Bloody hell I must have been annoyed my spelling was terrible on that thread lol


----------



## sparkle (Mar 21, 2007)

uroplatus said:


> Bloody hell I must have been annoyed my spelling was terrible on that thread lol


 
not good.. my spellings always horrific.. does that mean im always annoyed... :blush:


----------



## neep_neep (Oct 18, 2007)

I have to say, although I love cresties so much, the whole morph issue is one that really grates on me!

I like things standardised. I like solid definitions. Unfortunately, crestie morphs just don't want to play ball :whip:

And, indeed, neither do crestie keepers! There seem to be many many different definitions floating about for various morphs. For example, the creamsicle.
Some keepers say that a creamsicle is defined by being orange cream. Some keepers say that it can be any shade of either orange or yellow, plus cream. (Sorry, sounds like a bit of Stig intro there :blush

My personal opinion?
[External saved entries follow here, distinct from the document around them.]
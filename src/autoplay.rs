//! AI mode: drives a game with an oracle until it ends or the AI disengages.

use crate::oracle::MoveOracle;
use crate::worker::{MoveWorker, WorkerEvent, WorkerFailure};
use derive_getters::Getters;
use derive_more::Display;
use derive_new::new;
use llm2048_board::{Board, Direction, Game, GameState};
use serde::Serialize;
use std::sync::Arc;
use std::time::{Duration, Instant};
use tokio::sync::{mpsc, watch};
use tracing::{debug, info, instrument, warn};

/// How a game run ended.
#[derive(Debug, Clone, PartialEq, Eq, Display, Serialize)]
pub enum Outcome {
    /// The winning tile appeared.
    #[display("won")]
    Won,
    /// No legal move remained.
    #[display("lost")]
    Lost,
    /// The configured move limit was reached.
    #[display("move limit reached")]
    MoveLimit,
    /// The AI stopped because of a failure or a stop request; control returns
    /// to manual play.
    #[display("AI disengaged: {}", _0)]
    Disengaged(String),
}

/// Statistics for one finished run.
#[derive(Debug, Clone, Serialize, Getters)]
pub struct GameSummary {
    /// How the run ended.
    outcome: Outcome,
    /// Classification of the final board.
    final_state: GameState,
    /// Sum of tiles on the final board.
    score: u64,
    /// Board-changing moves played.
    moves: u32,
    /// Largest tile reached.
    max_tile: u32,
    /// Wall-clock duration.
    elapsed_secs: f64,
    /// Player label, e.g. `AI (llama3.2, snake)`.
    mode: String,
    /// Final board.
    board: Board,
}

/// Messages sent from the driver to a front end.
#[derive(Debug, Clone)]
pub enum GameEvent {
    /// The oracle is working.
    Thinking(String),
    /// A move was applied.
    MoveMade {
        /// Direction played.
        direction: Direction,
        /// Moves played so far.
        moves: u32,
        /// Score after the move.
        score: u64,
    },
    /// Rendered board after a change.
    BoardChanged(String),
    /// The run ended.
    GameOver(GameSummary),
}

/// Pacing and limits for a run.
#[derive(Debug, Clone, Copy, Default, PartialEq, Eq, Getters, new)]
pub struct AutoplaySettings {
    /// Pause after each applied move.
    move_delay: Duration,
    /// Stop after this many moves.
    max_moves: Option<u32>,
}

/// Requests that a running [`Autoplay`] stop.
#[derive(Debug, Clone)]
pub struct StopHandle(Arc<watch::Sender<bool>>);

impl StopHandle {
    /// Asks the driver to cancel its request and disengage.
    pub fn stop(&self) {
        self.0.send_replace(true);
    }
}

/// Plays a game with an oracle through a [`MoveWorker`].
pub struct Autoplay {
    game: Game,
    oracle: Arc<dyn MoveOracle>,
    settings: AutoplaySettings,
    event_tx: mpsc::UnboundedSender<GameEvent>,
    stop: Arc<watch::Sender<bool>>,
}

impl Autoplay {
    /// Creates a driver for `game`.
    pub fn new(
        game: Game,
        oracle: Arc<dyn MoveOracle>,
        settings: AutoplaySettings,
        event_tx: mpsc::UnboundedSender<GameEvent>,
    ) -> Self {
        let (stop, _) = watch::channel(false);
        Self {
            game,
            oracle,
            settings,
            event_tx,
            stop: Arc::new(stop),
        }
    }

    /// Handle for stopping the run from elsewhere.
    pub fn stop_handle(&self) -> StopHandle {
        StopHandle(Arc::clone(&self.stop))
    }

    /// The game being played.
    pub fn game(&self) -> &Game {
        &self.game
    }

    /// Hands the game back, e.g. for manual play after the AI disengages.
    pub fn into_game(self) -> Game {
        self.game
    }

    fn emit(&self, event: GameEvent) {
        if self.event_tx.send(event).is_err() {
            debug!("No listener for game events");
        }
    }

    /// Runs until the game ends, the move limit is hit, or the AI disengages.
    ///
    /// Failures are never retried.
    #[instrument(skip(self), fields(mode = %self.oracle.name()))]
    pub async fn run(&mut self) -> GameSummary {
        info!("Starting AI play");
        if self.game.moves() == 0 {
            self.oracle.reset();
        }

        let started = Instant::now();
        let mut stop_rx = self.stop.subscribe();
        let mut worker = MoveWorker::new();

        let outcome = loop {
            match self.game.status() {
                GameState::Win => break Outcome::Won,
                GameState::Lose => break Outcome::Lost,
                GameState::Continue => {}
            }
            if self
                .settings
                .max_moves
                .is_some_and(|limit| self.game.moves() >= limit)
            {
                break Outcome::MoveLimit;
            }
            if *stop_rx.borrow_and_update() {
                break Outcome::Disengaged("stopped by user".to_string());
            }

            if let Err(e) = worker.start(self.game.board(), Arc::clone(&self.oracle)) {
                break Outcome::Disengaged(e.to_string());
            }

            match self.await_move(&mut worker, &mut stop_rx).await {
                Ok(direction) => {
                    if !self.game.play(direction) {
                        // Oracles only return legal moves, so the board always changes.
                        warn!(%direction, "Oracle returned a move that does not change the board");
                        break Outcome::Disengaged(format!("illegal move {}", direction));
                    }
                    self.emit(GameEvent::MoveMade {
                        direction,
                        moves: self.game.moves(),
                        score: self.game.score(),
                    });
                    self.emit(GameEvent::BoardChanged(self.game.board().render()));
                    if !self.settings.move_delay.is_zero() {
                        tokio::time::sleep(self.settings.move_delay).await;
                    }
                }
                Err(outcome) => break outcome,
            }
        };

        let (max_tile, _) = self.game.board().max_tile();
        let summary = GameSummary {
            outcome,
            final_state: self.game.status(),
            score: self.game.score(),
            moves: self.game.moves(),
            max_tile,
            elapsed_secs: started.elapsed().as_secs_f64(),
            mode: self.oracle.name(),
            board: self.game.board().clone(),
        };
        info!(
            outcome = %summary.outcome,
            score = summary.score,
            moves = summary.moves,
            max_tile = summary.max_tile,
            "AI play finished"
        );
        self.emit(GameEvent::GameOver(summary.clone()));
        summary
    }

    async fn await_move(
        &self,
        worker: &mut MoveWorker,
        stop_rx: &mut watch::Receiver<bool>,
    ) -> Result<Direction, Outcome> {
        enum Step {
            Event(Option<WorkerEvent>),
            Stop,
        }

        loop {
            let step = tokio::select! {
                event = worker.next_event() => Step::Event(event),
                Ok(()) = stop_rx.changed() => Step::Stop,
            };

            match step {
                Step::Event(Some(WorkerEvent::Thinking(message))) => {
                    self.emit(GameEvent::Thinking(message));
                }
                Step::Event(Some(WorkerEvent::Completed(direction))) => return Ok(direction),
                Step::Event(Some(WorkerEvent::Failed(WorkerFailure::NoLegalMoves))) => {
                    return Err(Outcome::Lost);
                }
                Step::Event(Some(WorkerEvent::Failed(failure))) => {
                    warn!(%failure, "AI disengaged");
                    return Err(Outcome::Disengaged(failure.to_string()));
                }
                Step::Event(Some(WorkerEvent::Cancelled)) => {
                    return Err(Outcome::Disengaged("cancelled".to_string()));
                }
                Step::Event(None) => {
                    return Err(Outcome::Disengaged("worker channel closed".to_string()));
                }
                Step::Stop => {
                    if *stop_rx.borrow_and_update() {
                        worker.cancel();
                        return Err(Outcome::Disengaged("stopped by user".to_string()));
                    }
                }
            }
        }
    }
}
The creamsicle was named after the ice lolly of the same name. Which is orange and cream. Not yellow and cream. So, these yellow and cream cresties should just be called 'yellow and cream'. Why is this such a problem? It doesn't change the way the gecko looks, it is a more accurate description of what the gecko actually looks like! I don't know why people get so hung up on trying to categorise their gecko so it has a 'designer' morph name. 

Funny thing is, I much prefer yellow and creams to orange and creams... doesn't matter to me that the orange and cream has a designer name.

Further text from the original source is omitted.